Unveiling The Secrets: A Comprehensive Analysis of Security Headers Historic Scan Data
October 10, 2023 · 12 min read
Table of Contents
In the world of cyber security, knowledge is power, and Security Headers has been a trusted ally for web developers around the world for years. For the first time ever, thanks to the support of our partnership with Probely, we’re going to delve into the treasure trove of historic scan data and explore the insights it can provide! This is something that I’ve wanted to do for a really long time, but I’ve simply not had the time or resources to dedicate to it. Now I do!
The Scan Data
Security Headers stores very limited scan data when conducting scans, by design, but of course we have the basics to populate things like the Grand Totals table on the homepage, along with the Recent Scans, Hall of Fame, and the Hall of Shame.
I want to be clear from the outset that scan data does not include any information about the client initiating the scan, and I mean literally nothing. Here’s an example of a full scan record for a scan that I carried out on my own site just now:
As you can see, it’s very limited, but it’s all we need to do the task at hand, so it’s all we store, data minimisation by design! It’s also worth pointing out that this was stored because I didn’t check the “Hide results” checkbox when conducting the scan.
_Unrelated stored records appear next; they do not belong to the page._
//! Probe target handlers.
//!
//! Each endpoint is meant to be pointed at by a Kubernetes probe:
//!
//! - `/healthy`: a probe that always succeeds
//! - `/unhealthy`: a probe that always fails
//! - `/healthz`: a liveness probe that starts failing once the process is
//!   older than the configured window, forcing the kubelet to restart it

use crate::routes::AppState;
use axum::extract::State;
use axum::http::StatusCode;
use std::sync::Arc;
use tracing::info;

/// Always healthy.
pub async fn healthy() -> (StatusCode, &'static str) {
    info!("Received healthy request...");
    (StatusCode::OK, "ok")
}

/// Always unhealthy.
pub async fn unhealthy() -> (StatusCode, &'static str) {
    info!("Received unhealthy request...");
    (StatusCode::INTERNAL_SERVER_ERROR, "not ok")
}

/// Healthy until the liveness window has elapsed.
///
/// After the window the body carries the elapsed seconds so the failure is
/// visible in probe events.
pub async fn healthz(State(state): State<Arc<AppState>>) -> (StatusCode, String) {
    info!("Received healthz request...");

    let elapsed = state.started.elapsed();
    if elapsed > state.healthz_window {
        info!("healthz reported 500");
        return (
            StatusCode::INTERNAL_SERVER_ERROR,
            format!("error: {}", elapsed.as_secs_f64()),
        );
    }

    info!("healthz reported 200");
    (StatusCode::OK, "ok".to_string())
}
//! Serve loop shared by the fixture binaries.

use crate::config::ServerConfig;
use crate::error::FixtureError;
use axum::Router;
use std::net::SocketAddr;
use std::time::Duration;
use tokio::signal;
use tracing::{error, info, warn};

/// Bind `config.bind_address` and serve `app` until SIGINT/SIGTERM.
///
/// # Errors
///
/// Returns `FixtureError` if the address does not parse, the listener
/// cannot be bound, or the server loop fails.
pub async fn run(app: Router, config: &ServerConfig) -> Result<(), FixtureError> {
    let addr: SocketAddr =
        config
            .bind_address
            .parse()
            .map_err(|source| FixtureError::InvalidAddress {
                address: config.bind_address.clone(),
                source,
            })?;

    let listener = tokio::net::TcpListener::bind(addr)
        .await
        .map_err(|source| FixtureError::Bind {
            address: config.bind_address.clone(),
            source,
        })?;

    info!("Listening on {}", addr);

    axum::serve(listener, app)
        .with_graceful_shutdown(shutdown_signal(config.drain_period))
        .await
        .map_err(FixtureError::Serve)?;

    info!("Shutdown complete");

    Ok(())
}

/// Listens for shutdown signals (SIGTERM, SIGINT).
/// Returns when a shutdown signal is received and the drain period is complete.
async fn shutdown_signal(drain_period: Duration) {
    let ctrl_c = async {
        match signal::ctrl_c().await {
            Ok(()) => info!("Received SIGINT, starting graceful shutdown..."),
            Err(e) => error!("Failed to listen for SIGINT: {}", e),
        }
    };

    #[cfg(unix)]
    let terminate = async {
        match signal::unix::signal(signal::unix::SignalKind::terminate()) {
            Ok(mut stream) => {
                stream.recv().await;
                info!("Received SIGTERM, starting graceful shutdown...");
            }
            Err(e) => {
                error!("Failed to listen for SIGTERM: {}", e);
                std::future::pending::<()>().await;
            }
        }
    };

    #[cfg(not(unix))]
    let terminate = std::future::pending::<()>();

    tokio::select! {
        () = ctrl_c => {}
        () = terminate => {}
    }

    if drain_period.is_zero() {
        return;
    }

    warn!("Draining connections for {:?}...", drain_period);
    tokio::time::sleep(drain_period).await;
    info!("Drain period complete");
}
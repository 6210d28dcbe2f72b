//! Test fixtures for building serving resources.

pub mod configuration;
pub mod names;

pub use configuration::{ConfigurationOptions, HttpGetAction, Probe, ResourceNames};
pub use names::object_name_for_test;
If the “Hide results” checkbox is checked, we don’t store any record of the individual scan and all we’ll do is increment our global counters for the Grand Totals table. That table isn’t populated by counting the scan records for this exact reason, and instead we maintain our own count. Also, for those familiar with Azure Table Storage, you’ll know that there isn’t an efficient way to count entities in a table, so this was also our only viable option. Other than that, we have some protection against repeated scans of the same target in quick succession, so you may see cached results for a short period, but that’s just a sensible protection to have in place!
The Analysis
Given the sheer quantity of scan data we have, having just passed through 250,000,000 completed scans, Probely engaged a Data Scientist to work on the scan data and provide some insights based on our requirements. Working on the data proved quite interesting and as you often find when working with data at a large scale, interesting patterns and trends will emerge that take some investigation to explain!
We’ll start off with some of the obvious questions that we wanted answering from the data and gradually follow some of the investigations that were spun off as a result of observations that we made along the way.
Frequency of Scans
This first set of data points was one of the most requested amongst the team and people contributed some really interesting variations of the general question of scan frequency. As we have so much scan data, plotting the scans per day was a little impractical, so we took a look at the scan frequency per month since the launch of Security Headers back in 2015!
As you can see, for the first few years, Security Headers was making good progress, with a little bump in traffic here and there, but generally the growth was quite low and steady. Then, in 2018, a little less than three years after it launched, that changed!
Because I wasn’t monitoring our popularity back then, I didn’t really notice this huge increase, I was focused on providing a useful tool that worked and I was happy that we were achieving that. Looking back now, it could have been our move from our securityheaders.io domain to securityheaders.com, it could have been the blog post about a bot aggressively scanning the headers of porn sites, or, aligning perfectly with the spike, it could have been the addition of a brand new Security Header called Clear Site Data. Either way, things really took off from here and the growth was impressive.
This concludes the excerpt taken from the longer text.